Stored data entries:
┏━━

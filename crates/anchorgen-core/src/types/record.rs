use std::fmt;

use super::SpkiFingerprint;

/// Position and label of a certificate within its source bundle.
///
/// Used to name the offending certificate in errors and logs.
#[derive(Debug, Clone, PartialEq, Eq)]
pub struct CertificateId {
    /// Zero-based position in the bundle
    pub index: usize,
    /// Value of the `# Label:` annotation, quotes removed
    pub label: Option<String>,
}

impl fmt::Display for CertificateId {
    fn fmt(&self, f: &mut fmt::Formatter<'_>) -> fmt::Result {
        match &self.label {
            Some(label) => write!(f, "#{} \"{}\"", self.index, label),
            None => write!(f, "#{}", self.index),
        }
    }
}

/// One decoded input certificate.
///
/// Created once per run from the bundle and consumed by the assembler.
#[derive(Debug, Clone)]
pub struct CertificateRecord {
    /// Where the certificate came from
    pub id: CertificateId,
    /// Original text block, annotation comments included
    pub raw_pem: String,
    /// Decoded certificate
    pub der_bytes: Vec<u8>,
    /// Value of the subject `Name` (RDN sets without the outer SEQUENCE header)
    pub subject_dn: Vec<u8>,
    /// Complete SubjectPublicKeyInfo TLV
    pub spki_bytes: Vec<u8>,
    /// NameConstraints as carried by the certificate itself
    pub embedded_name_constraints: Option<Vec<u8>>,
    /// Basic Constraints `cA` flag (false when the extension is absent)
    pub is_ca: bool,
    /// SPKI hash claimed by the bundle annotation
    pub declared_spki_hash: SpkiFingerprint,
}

┗━━

-- BRIEF --
Set down the entries again exactly as they are.

-- EXERCISE RESPONSE --
filename crates/anchorgen-core/src/types/record.rs
use std::fmt;

use super::SpkiFingerprint;

/// Position and label of a certificate within its source bundle.
///
/// Used to name the offending certificate in errors and logs.
#[derive(Debug, Clone, PartialEq, Eq)]
pub struct CertificateId {
    /// Zero-based position in the bundle
    pub index: usize,
    /// Value of the `# Label:` annotation, quotes removed
    pub label: Option<String>,
}

impl fmt::Display for CertificateId {
    fn fmt(&self, f: &mut fmt::Formatter<'_>) -> fmt::Result {
        match &self.label {
            Some(label) => write!(f, "#{} \"{}\"", self.index, label),
            None => write!(f, "#{}", self.index),
        }
    }
}

/// One decoded input certificate.
///
/// Created once per run from the bundle and consumed by the assembler.
#[derive(Debug, Clone)]
pub struct CertificateRecord {
    /// Where the certificate came from
    pub id: CertificateId,
    /// Original text block, annotation comments included
    pub raw_pem: String,
    /// Decoded certificate
    pub der_bytes: Vec<u8>,
    /// Value of the subject `Name` (RDN sets without the outer SEQUENCE header)
    pub subject_dn: Vec<u8>,
    /// Complete SubjectPublicKeyInfo TLV
    pub spki_bytes: Vec<u8>,
    /// NameConstraints as carried by the certificate itself
    pub embedded_name_constraints: Option<Vec<u8>>,
    /// Basic Constraints `cA` flag (false when the extension is absent)
    pub is_ca: bool,
    /// SPKI hash claimed by the bundle annotation
    pub declared_spki_hash: SpkiFingerprint,
}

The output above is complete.